So we have to find a new way to articulate our actions, make decisions
and propose solutions. And its important to find constructive ways
to do that.
What are some of the trade unions and groups that are coming?
The International Confederation of Trade Unions, the Korean Federation
of Trade Unions, the CUT from Brazil, IG Metal which is one of the
big industrial unions from Germany, the TUC from Ghana, Canadian
Auto Workers, the AFL-CIO, and many others. There is in fact strong
trade union representation. Also there will be a number of organizations
strongly linked to the trade unions such as Jobs for Justice from
Some of the social movements groups here are ATTAC from France,
MST from Brazil, the indigenous organization CONAIE from Ecuador,
Assembly of the Poor from Thailand, Via Campesina from Indonesia,
as well as others.
The social clause debate centers on creating sanctions around issues
such as child labor, the freedom to organize and fair wages in the
global South. Some countries like India have said this is just an
attempt to create trade barriers against their goods. But in the
US a large section of the anti-global movement is active in opposing
sweatshops and corporations like NIKE. A lot of people come out
of the 1980s solidarity movements with Central America and are now
taking on labor issues. How do you think this will play out in the
conference, are these demands that should be made in the North,
or should they be left up to the local trade union groups within
I think the demands should be made. It’s an absolute imperative
that child labor, worker’s rights, the protection of workers,
the right to organize, all these things have to be promoted and
protected. But we have to think about what is the best and most
effective way to do that. We have to look at the contradictions
within the system as it exists now. The whole logic of the market
pushes down wages with investments moving from one low wage area
to the next. I don’t think we can solve the problem by simply
putting another layer of rules on an existing set of bad rules.

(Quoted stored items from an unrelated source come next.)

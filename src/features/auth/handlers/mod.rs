mod auth_handler;

pub use auth_handler::*;
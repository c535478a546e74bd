pub mod buffer;
pub mod timers;
pub mod uploader;

pub use buffer::Buffer;
pub use uploader::{BatchUploader, RecordProducer, UploadRequest, UploaderStatus};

The WTO rules are very unfair in their benefits and marginalize
very large sectors of the working population.
if we look at the agreement on agriculture it is heavily biased
in favor of the huge agricultural producers in the US and European
Union. It favors agribusiness and export orientated agriculture.
There is no place within the agreement for small-scale local production,
sustainable agriculture, or any of the important questions that
effect the vast majority of the developing world. If you look at
developing countries about 60% of the working population are dependent
on agricultural production or farming for their livelihood.
In fact, if
we’re really interested in working people and in the South
we need to pay attention to people in the non-formal sector and
people in the agricultural sector. We have to look at how these
trade agreements and financial organization affect the conditions
for these people. Then we can start to talk about how do we organize,
how do we work on the basis of solidarity and organizing people
in all sectors. As it stands the proposals for the social clauses
really focus on people in the formal sector who already have the
possibility to organize. Who already have a relative advantage because
they are skilled or semi-skilled. The reality of the labor force
in the developing world is a dual system where you have this huge
pool of available labor. So in strictly economic terms you can’t
push up the price of industrial labor without dealing with the surplus
in the agricultural and non-formal sectors.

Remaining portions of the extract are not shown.